BEGIN
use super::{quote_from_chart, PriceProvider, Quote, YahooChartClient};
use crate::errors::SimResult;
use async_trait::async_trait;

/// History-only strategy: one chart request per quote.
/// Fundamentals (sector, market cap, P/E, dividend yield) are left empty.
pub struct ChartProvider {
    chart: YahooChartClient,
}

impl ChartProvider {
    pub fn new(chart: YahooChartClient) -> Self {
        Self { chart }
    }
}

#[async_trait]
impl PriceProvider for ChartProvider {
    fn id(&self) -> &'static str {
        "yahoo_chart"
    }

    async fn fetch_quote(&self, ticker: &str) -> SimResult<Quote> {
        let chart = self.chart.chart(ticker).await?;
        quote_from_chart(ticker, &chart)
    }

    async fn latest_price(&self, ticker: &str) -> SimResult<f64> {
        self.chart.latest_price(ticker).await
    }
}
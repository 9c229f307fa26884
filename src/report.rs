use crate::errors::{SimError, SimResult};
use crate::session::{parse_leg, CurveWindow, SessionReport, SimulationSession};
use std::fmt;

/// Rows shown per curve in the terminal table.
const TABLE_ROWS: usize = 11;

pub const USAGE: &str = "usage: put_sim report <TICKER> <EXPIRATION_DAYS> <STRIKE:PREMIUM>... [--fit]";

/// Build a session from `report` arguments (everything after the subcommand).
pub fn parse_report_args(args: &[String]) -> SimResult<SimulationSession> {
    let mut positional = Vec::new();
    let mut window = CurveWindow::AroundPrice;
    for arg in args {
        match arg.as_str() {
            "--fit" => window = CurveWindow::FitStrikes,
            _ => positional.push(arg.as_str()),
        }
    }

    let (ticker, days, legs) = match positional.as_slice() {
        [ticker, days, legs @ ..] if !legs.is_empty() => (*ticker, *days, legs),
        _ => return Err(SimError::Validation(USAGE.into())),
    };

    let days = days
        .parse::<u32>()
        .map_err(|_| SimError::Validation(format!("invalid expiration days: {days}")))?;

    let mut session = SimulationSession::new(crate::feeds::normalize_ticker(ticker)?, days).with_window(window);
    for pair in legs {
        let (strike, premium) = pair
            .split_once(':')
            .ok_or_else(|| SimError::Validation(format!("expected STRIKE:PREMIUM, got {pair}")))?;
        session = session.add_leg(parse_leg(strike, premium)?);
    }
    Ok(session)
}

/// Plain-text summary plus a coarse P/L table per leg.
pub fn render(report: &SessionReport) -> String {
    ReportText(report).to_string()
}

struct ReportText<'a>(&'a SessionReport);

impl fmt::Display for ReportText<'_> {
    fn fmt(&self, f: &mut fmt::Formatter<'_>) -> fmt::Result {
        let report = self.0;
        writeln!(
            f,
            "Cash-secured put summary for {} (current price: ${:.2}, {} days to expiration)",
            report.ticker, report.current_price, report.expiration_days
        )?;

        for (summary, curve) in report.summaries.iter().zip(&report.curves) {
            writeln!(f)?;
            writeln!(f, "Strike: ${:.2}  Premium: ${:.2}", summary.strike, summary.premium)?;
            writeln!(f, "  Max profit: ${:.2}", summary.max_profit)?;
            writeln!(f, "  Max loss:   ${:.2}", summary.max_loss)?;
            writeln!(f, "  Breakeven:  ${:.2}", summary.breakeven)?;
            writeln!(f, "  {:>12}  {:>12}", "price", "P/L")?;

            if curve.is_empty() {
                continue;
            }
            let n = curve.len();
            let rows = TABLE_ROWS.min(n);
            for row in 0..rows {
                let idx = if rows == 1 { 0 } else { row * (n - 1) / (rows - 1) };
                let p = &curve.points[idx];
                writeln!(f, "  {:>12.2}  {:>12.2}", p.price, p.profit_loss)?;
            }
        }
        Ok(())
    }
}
END
BEGIN
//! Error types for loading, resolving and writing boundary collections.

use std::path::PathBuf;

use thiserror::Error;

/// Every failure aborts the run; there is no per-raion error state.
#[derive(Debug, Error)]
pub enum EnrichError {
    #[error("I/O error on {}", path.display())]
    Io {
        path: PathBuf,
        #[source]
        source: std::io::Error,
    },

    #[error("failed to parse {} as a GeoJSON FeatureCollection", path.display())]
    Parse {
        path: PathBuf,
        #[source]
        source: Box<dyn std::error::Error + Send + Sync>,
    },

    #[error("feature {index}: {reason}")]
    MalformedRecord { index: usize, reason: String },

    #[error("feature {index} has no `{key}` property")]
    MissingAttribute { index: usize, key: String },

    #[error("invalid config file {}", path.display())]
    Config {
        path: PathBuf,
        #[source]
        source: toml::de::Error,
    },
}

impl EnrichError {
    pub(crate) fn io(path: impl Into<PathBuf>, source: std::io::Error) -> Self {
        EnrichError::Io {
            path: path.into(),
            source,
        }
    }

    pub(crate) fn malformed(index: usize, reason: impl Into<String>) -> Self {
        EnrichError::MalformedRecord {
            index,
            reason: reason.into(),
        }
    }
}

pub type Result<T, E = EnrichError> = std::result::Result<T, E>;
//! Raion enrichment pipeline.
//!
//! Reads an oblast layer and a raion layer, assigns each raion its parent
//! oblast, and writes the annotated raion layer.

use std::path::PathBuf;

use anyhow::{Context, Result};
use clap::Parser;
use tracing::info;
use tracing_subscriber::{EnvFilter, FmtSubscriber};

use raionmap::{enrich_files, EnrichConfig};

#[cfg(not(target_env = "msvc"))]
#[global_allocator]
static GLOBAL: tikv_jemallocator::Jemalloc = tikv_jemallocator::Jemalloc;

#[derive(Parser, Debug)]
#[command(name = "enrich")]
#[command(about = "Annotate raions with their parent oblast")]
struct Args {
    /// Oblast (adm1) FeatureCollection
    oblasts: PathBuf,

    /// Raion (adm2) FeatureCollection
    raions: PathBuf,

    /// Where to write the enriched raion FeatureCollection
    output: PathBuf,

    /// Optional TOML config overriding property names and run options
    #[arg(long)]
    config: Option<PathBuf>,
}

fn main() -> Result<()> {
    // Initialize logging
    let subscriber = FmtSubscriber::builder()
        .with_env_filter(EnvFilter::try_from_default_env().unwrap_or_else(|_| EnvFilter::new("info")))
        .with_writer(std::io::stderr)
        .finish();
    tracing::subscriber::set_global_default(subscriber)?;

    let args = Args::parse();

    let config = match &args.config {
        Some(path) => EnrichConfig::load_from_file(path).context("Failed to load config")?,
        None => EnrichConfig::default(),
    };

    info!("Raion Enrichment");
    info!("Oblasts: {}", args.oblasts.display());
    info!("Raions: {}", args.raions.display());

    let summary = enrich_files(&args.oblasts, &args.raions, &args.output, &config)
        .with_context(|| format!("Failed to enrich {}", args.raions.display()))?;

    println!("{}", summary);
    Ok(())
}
END
BEGIN
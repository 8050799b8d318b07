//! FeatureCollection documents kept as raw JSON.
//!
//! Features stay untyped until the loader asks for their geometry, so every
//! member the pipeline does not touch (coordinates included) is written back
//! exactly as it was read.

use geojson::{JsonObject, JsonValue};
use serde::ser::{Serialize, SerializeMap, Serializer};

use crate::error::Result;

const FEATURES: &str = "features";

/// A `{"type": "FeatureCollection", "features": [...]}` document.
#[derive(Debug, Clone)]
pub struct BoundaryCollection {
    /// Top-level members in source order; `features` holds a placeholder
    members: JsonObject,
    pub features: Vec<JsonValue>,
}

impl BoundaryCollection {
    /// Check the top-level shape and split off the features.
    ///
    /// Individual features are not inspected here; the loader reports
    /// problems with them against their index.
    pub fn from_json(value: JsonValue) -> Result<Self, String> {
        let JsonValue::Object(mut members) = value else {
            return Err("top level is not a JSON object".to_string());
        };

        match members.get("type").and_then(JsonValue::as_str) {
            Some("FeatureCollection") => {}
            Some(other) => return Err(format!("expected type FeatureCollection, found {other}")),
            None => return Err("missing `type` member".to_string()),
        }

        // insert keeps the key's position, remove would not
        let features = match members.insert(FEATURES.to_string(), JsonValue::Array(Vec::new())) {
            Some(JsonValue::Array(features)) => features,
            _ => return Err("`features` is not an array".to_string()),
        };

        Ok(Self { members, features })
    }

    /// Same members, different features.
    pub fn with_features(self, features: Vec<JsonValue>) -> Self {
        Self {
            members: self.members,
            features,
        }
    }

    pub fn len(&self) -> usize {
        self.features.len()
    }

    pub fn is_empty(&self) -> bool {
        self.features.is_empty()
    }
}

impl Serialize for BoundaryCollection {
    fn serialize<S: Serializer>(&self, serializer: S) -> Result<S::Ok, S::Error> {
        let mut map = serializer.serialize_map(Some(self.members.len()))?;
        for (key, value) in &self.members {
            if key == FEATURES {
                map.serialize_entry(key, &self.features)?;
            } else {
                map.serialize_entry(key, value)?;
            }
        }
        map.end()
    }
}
END
*TASK DESCRIPTION*
In the material above, find the line containing "async fn fetch_quote(&self, ticker: &str)" and the line containing "repository 9c229f307fa26884", then write out exactly those two lines and every line between them, and nothing more.

*SOLUTION*
    async fn fetch_quote(&self, ticker: &str) -> SimResult<Quote> {
        let chart = self.chart.chart(ticker).await?;
        quote_from_chart(ticker, &chart)
    }

    async fn latest_price(&self, ticker: &str) -> SimResult<f64> {
        self.chart.latest_price(ticker).await
    }
}
repository 9c229f307fa26884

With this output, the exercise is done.